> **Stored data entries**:
--------

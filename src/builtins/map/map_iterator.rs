//! The `%MapIteratorPrototype%` machinery.

use crate::{
    builtins::iterable::create_iter_result_object,
    gc::{Finalize, Trace},
    object::{JsObject, Object, ObjectData},
    value::JsValue,
    Context, JsResult,
};

/// Which face of the entries an iterator yields.
#[derive(Debug, Clone, Copy, PartialEq, Eq, Finalize)]
pub enum MapIterationKind {
    Key,
    Value,
    KeyAndValue,
}

// Safety: plain enum.
unsafe impl Trace for MapIterationKind {
    crate::gc::empty_trace!();
}

/// The state of a live map iterator.
#[derive(Debug, Trace, Finalize)]
pub struct MapIterator {
    map: JsValue,
    next_index: usize,
    #[unsafe_ignore_trace]
    kind: MapIterationKind,
}

impl MapIterator {
    /// Creates a map iterator object over `map`.
    pub(crate) fn create(
        map: JsValue,
        kind: MapIterationKind,
        context: &mut Context,
    ) -> JsValue {
        let mut object = Object::create(
            context
                .standard_objects()
                .iterator_prototypes()
                .map_iterator()
                .into(),
        );
        object.data = ObjectData::MapIterator(Self {
            map,
            next_index: 0,
            kind,
        });
        JsValue::object(object)
    }

    /// `%MapIteratorPrototype%.next`.
    pub(crate) fn next(
        this: &JsValue,
        _args: &[JsValue],
        context: &mut Context,
    ) -> JsResult<JsValue> {
        let iterator = match this.as_object() {
            Some(object) => object.clone(),
            None => return context.throw_type_error("`this` is not a map iterator"),
        };

        let step = {
            let mut object = iterator.borrow_mut();
            match object.data {
                ObjectData::MapIterator(ref mut state) => {
                    let entry = state
                        .map
                        .as_object()
                        .and_then(|map| {
                            map.borrow().as_map_ref().and_then(|entries| {
                                entries
                                    .get_index(state.next_index)
                                    .map(|(k, v)| (k.clone(), v.clone()))
                            })
                        });
                    if entry.is_some() {
                        state.next_index += 1;
                    }
                    Some((entry, state.kind))
                }
                _ => None,
            }
        };

        let (entry, kind) = match step {
            Some(step) => step,
            None => return context.throw_type_error("`this` is not a map iterator"),
        };

        match entry {
            None => Ok(create_iter_result_object(JsValue::undefined(), true, context)),
            Some((key, value)) => {
                let result = match kind {
                    MapIterationKind::Key => key,
                    MapIterationKind::Value => value,
                    MapIterationKind::KeyAndValue => {
                        crate::builtins::array::Array::from_values(&[key, value], context)
                    }
                };
                Ok(create_iter_result_object(result, false, context))
            }
        }
    }

    /// Builds `%MapIteratorPrototype%`.
    pub(crate) fn create_prototype(
        iterator_prototype: &JsObject,
        context: &mut Context,
    ) -> JsObject {
        let prototype = JsObject::new(Object::create(iterator_prototype.clone().into()));
        crate::builtins::function::make_builtin_fn(Self::next, "next", &prototype, 0, context);
        prototype
    }
}
//! A shared, immutable JavaScript string.

use crate::gc::{empty_trace, Finalize, Trace};
use std::{
    borrow::Borrow,
    fmt::{self, Display},
    ops::Deref,
    rc::Rc,
};

/// The string type used by the interpreter.
///
/// Cloning is cheap (a reference count bump) and the contents are immutable,
/// which matches how property keys and identifier names are shared between
/// environments, objects and the AST.
#[derive(Debug, Finalize, Clone, PartialEq, Eq, PartialOrd, Ord, Hash)]
pub struct JsString(Rc<str>);

// Safety: `JsString` contains no garbage collected references.
unsafe impl Trace for JsString {
    empty_trace!();
}

impl JsString {
    /// Creates a new `JsString` from anything stringy.
    #[inline]
    pub fn new<S>(string: S) -> Self
    where
        S: Into<Self>,
    {
        string.into()
    }

    #[inline]
    pub fn as_str(&self) -> &str {
        &self.0
    }

    /// Concatenates two strings into a fresh allocation.
    pub fn concat<S>(&self, other: S) -> Self
    where
        S: AsRef<str>,
    {
        let mut result = String::with_capacity(self.len() + other.as_ref().len());
        result.push_str(self);
        result.push_str(other.as_ref());
        Self::from(result)
    }
}

impl Default for JsString {
    #[inline]
    fn default() -> Self {
        Self(Rc::from(String::new()))
    }
}

impl Display for JsString {
    fn fmt(&self, f: &mut fmt::Formatter<'_>) -> fmt::Result {
        Display::fmt(&self.0, f)
    }
}

impl PartialEq<str> for JsString {
    #[inline]
    fn eq(&self, other: &str) -> bool {
        self.as_str() == other
    }
}

impl PartialEq<JsString> for str {
    #[inline]
    fn eq(&self, other: &JsString) -> bool {
        self == other.as_str()
    }
}

impl PartialEq<&str> for JsString {
    #[inline]
    fn eq(&self, other: &&str) -> bool {
        self.as_str() == *other
    }
}

impl PartialEq<JsString> for &str {
    #[inline]
    fn eq(&self, other: &JsString) -> bool {
        *self == other.as_str()
    }
}

impl Deref for JsString {
    type Target = str;

    #[inline]
    fn deref(&self) -> &Self::Target {
        &self.0
    }
}

impl Borrow<str> for JsString {
    #[inline]
    fn borrow(&self) -> &str {
        self.0.borrow()
    }
}

impl AsRef<str> for JsString {
    #[inline]
    fn as_ref(&self) -> &str {
        self.as_str()
    }
}

impl From<String> for JsString {
    #[inline]
    fn from(string: String) -> Self {
        Self(Rc::from(string))
    }
}

impl From<Box<str>> for JsString {
    #[inline]
    fn from(string: Box<str>) -> Self {
        Self(Rc::from(string))
    }
}

impl From<&str> for JsString {
    #[inline]
    fn from(string: &str) -> Self {
        Self(Rc::from(string))
    }
}

impl From<&JsString> for String {
    #[inline]
    fn from(string: &JsString) -> Self {
        string.to_string()
    }
}
//! The `Array` builtin: the exotic `length` behavior lives in the object
//! internal methods; here are the constructor, the core prototype methods
//! and the iterator wiring.

pub mod array_iterator;

use self::array_iterator::{ArrayIterationKind, ArrayIterator};
use crate::{
    builtins::function::make_builtin_fn,
    object::{JsObject, Object, ObjectData},
    property::{Attribute, DataDescriptor, PropertyKey},
    value::JsValue,
    Context, JsResult, Profiler,
};

#[derive(Debug, Clone, Copy)]
pub(crate) struct Array;

impl Array {
    /// Creates a new empty array object with the given initial length.
    pub(crate) fn new_array(context: &Context, length: usize) -> JsValue {
        let mut object = Object::create(
            context
                .standard_objects()
                .array_object()
                .prototype()
                .into(),
        );
        object.data = ObjectData::Array;
        object.insert_property("length", length, Attribute::WRITABLE);
        JsValue::object(object)
    }

    /// Creates a dense array from a slice of values.
    pub(crate) fn from_values(values: &[JsValue], context: &Context) -> JsValue {
        let array = Self::new_array(context, values.len());
        if let Some(object) = array.as_object() {
            let mut object = object.borrow_mut();
            for (index, value) in values.iter().enumerate() {
                object.insert_property(index, value.clone(), Attribute::default());
            }
        }
        array
    }

    /// The shared `Array.prototype.values` function object, also installed
    /// on `arguments` objects.
    pub(crate) fn values_intrinsic(context: &Context) -> JsValue {
        context
            .standard_objects()
            .array_values_intrinsic()
            .clone()
            .into()
    }

    /// The `Array` constructor: a single numeric argument sets the length,
    /// anything else populates elements.
    pub(crate) fn constructor(
        _new_target: &JsValue,
        args: &[JsValue],
        context: &mut Context,
    ) -> JsResult<JsValue> {
        match args {
            [JsValue::Integer(length)] if *length >= 0 => {
                Ok(Self::new_array(context, *length as usize))
            }
            [JsValue::Integer(_)] => context.throw_range_error("invalid array length"),
            [JsValue::Rational(length)] => {
                let int_len = *length as u32;
                #[allow(clippy::float_cmp)]
                if f64::from(int_len) != *length {
                    return context.throw_range_error("invalid array length");
                }
                Ok(Self::new_array(context, int_len as usize))
            }
            _ => Ok(Self::from_values(args, context)),
        }
    }

    /// `Array.isArray(value)`, piercing proxies.
    fn is_array(_this: &JsValue, args: &[JsValue], _context: &mut Context) -> JsResult<JsValue> {
        let result = args
            .first()
            .and_then(JsValue::as_object)
            .map(JsObject::is_array)
            .unwrap_or(false);
        Ok(JsValue::boolean(result))
    }

    /// `Array.of(...items)`.
    fn of(_this: &JsValue, args: &[JsValue], context: &mut Context) -> JsResult<JsValue> {
        Ok(Self::from_values(args, context))
    }

    /// `Array.prototype.push(...items)`.
    fn push(this: &JsValue, args: &[JsValue], context: &mut Context) -> JsResult<JsValue> {
        let mut length = this.get_field("length", context)?.to_length(context)?;
        for value in args {
            this.set_field(length, value.clone(), false, context)?;
            length += 1;
        }
        this.set_field("length", length, false, context)?;
        Ok(JsValue::from(length))
    }

    /// `Array.prototype.pop()`.
    fn pop(this: &JsValue, _args: &[JsValue], context: &mut Context) -> JsResult<JsValue> {
        let length = this.get_field("length", context)?.to_length(context)?;
        if length == 0 {
            this.set_field("length", 0, false, context)?;
            return Ok(JsValue::undefined());
        }
        let value = this.get_field(length - 1, context)?;
        if let Some(object) = this.as_object() {
            object.delete(&PropertyKey::from(length - 1), context)?;
        }
        this.set_field("length", length - 1, false, context)?;
        Ok(value)
    }

    /// `Array.prototype.join(separator)`.
    fn join(this: &JsValue, args: &[JsValue], context: &mut Context) -> JsResult<JsValue> {
        let separator = match args.first() {
            Some(separator) if !separator.is_undefined() => {
                separator.to_string(context)?.to_string()
            }
            _ => ",".to_string(),
        };
        let length = this.get_field("length", context)?.to_length(context)?;
        let mut result = String::new();
        for index in 0..length {
            if index != 0 {
                result.push_str(&separator);
            }
            let element = this.get_field(index, context)?;
            if !element.is_null_or_undefined() {
                result.push_str(&element.to_string(context)?);
            }
        }
        Ok(JsValue::string(result))
    }

    /// `Array.prototype.indexOf(search)`.
    fn index_of(this: &JsValue, args: &[JsValue], context: &mut Context) -> JsResult<JsValue> {
        let search = args.first().cloned().unwrap_or_default();
        let length = this.get_field("length", context)?.to_length(context)?;
        for index in 0..length {
            let element = this.get_field(index, context)?;
            if element.strict_equals(&search) {
                return Ok(JsValue::from(index));
            }
        }
        Ok(JsValue::integer(-1))
    }

    /// `Array.prototype.slice(start, end)`.
    fn slice(this: &JsValue, args: &[JsValue], context: &mut Context) -> JsResult<JsValue> {
        let length = this.get_field("length", context)?.to_length(context)? as i64;
        let resolve = |value: Option<&JsValue>, default: i64, context: &mut Context| {
            let relative = match value {
                Some(value) if !value.is_undefined() => {
                    Some(value.clone())
                }
                _ => None,
            };
            match relative {
                None => Ok(default),
                Some(value) => {
                    let relative = value.to_integer(context)? as i64;
                    Ok(if relative < 0 {
                        (length + relative).max(0)
                    } else {
                        relative.min(length)
                    })
                }
            }
        };
        let start = resolve(args.first(), 0, context)?;
        let end = resolve(args.get(1), length, context)?;

        let mut values = Vec::new();
        for index in start..end {
            values.push(this.get_field(index as usize, context)?);
        }
        Ok(Self::from_values(&values, context))
    }

    fn values(this: &JsValue, _args: &[JsValue], context: &mut Context) -> JsResult<JsValue> {
        Ok(ArrayIterator::create(
            this.clone(),
            ArrayIterationKind::Value,
            context,
        ))
    }

    fn keys(this: &JsValue, _args: &[JsValue], context: &mut Context) -> JsResult<JsValue> {
        Ok(ArrayIterator::create(
            this.clone(),
            ArrayIterationKind::Key,
            context,
        ))
    }

    fn entries(this: &JsValue, _args: &[JsValue], context: &mut Context) -> JsResult<JsValue> {
        Ok(ArrayIterator::create(
            this.clone(),
            ArrayIterationKind::KeyAndValue,
            context,
        ))
    }

    pub(crate) fn init(context: &mut Context) {
        let _timer = Profiler::global().start_event("array", "init");

        let constructor = context.standard_objects().array_object().constructor();
        make_builtin_fn(Self::is_array, "isArray", &constructor, 1, context);
        make_builtin_fn(Self::of, "of", &constructor, 0, context);

        let prototype = context.standard_objects().array_object().prototype();
        make_builtin_fn(Self::push, "push", &prototype, 1, context);
        make_builtin_fn(Self::pop, "pop", &prototype, 0, context);
        make_builtin_fn(Self::join, "join", &prototype, 1, context);
        make_builtin_fn(Self::index_of, "indexOf", &prototype, 1, context);
        make_builtin_fn(Self::slice, "slice", &prototype, 2, context);
        make_builtin_fn(Self::values, "values", &prototype, 0, context);
        make_builtin_fn(Self::keys, "keys", &prototype, 0, context);
        make_builtin_fn(Self::entries, "entries", &prototype, 0, context);

        let values_fn = prototype
            .get_direct(&PropertyKey::from("values"))
            .expect("values was just defined");
        context
            .standard_objects_mut()
            .set_array_values_intrinsic(values_fn.as_object().cloned().expect("function object"));
        let iterator_symbol = context.well_known_symbols().iterator_symbol();
        prototype.borrow_mut().insert(
            iterator_symbol,
            DataDescriptor::new(values_fn, Attribute::WRITABLE | Attribute::CONFIGURABLE),
        );

        let global = context.global_object();
        global.borrow_mut().insert_property(
            "Array",
            constructor,
            Attribute::WRITABLE | Attribute::CONFIGURABLE,
        );
    }
}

--------

> **The task**: Quote, word for word, every line from the top of the entries through the line that holds "unsafe impl Trace for MapIterationKind".

> **Exercise output**:
filename src/builtins/map/map_iterator.rs
//! The `%MapIteratorPrototype%` machinery.

use crate::{
    builtins::iterable::create_iter_result_object,
    gc::{Finalize, Trace},
    object::{JsObject, Object, ObjectData},
    value::JsValue,
    Context, JsResult,
};

/// Which face of the entries an iterator yields.
#[derive(Debug, Clone, Copy, PartialEq, Eq, Finalize)]
pub enum MapIterationKind {
    Key,
    Value,
    KeyAndValue,
}

// Safety: plain enum.
unsafe impl Trace for MapIterationKind {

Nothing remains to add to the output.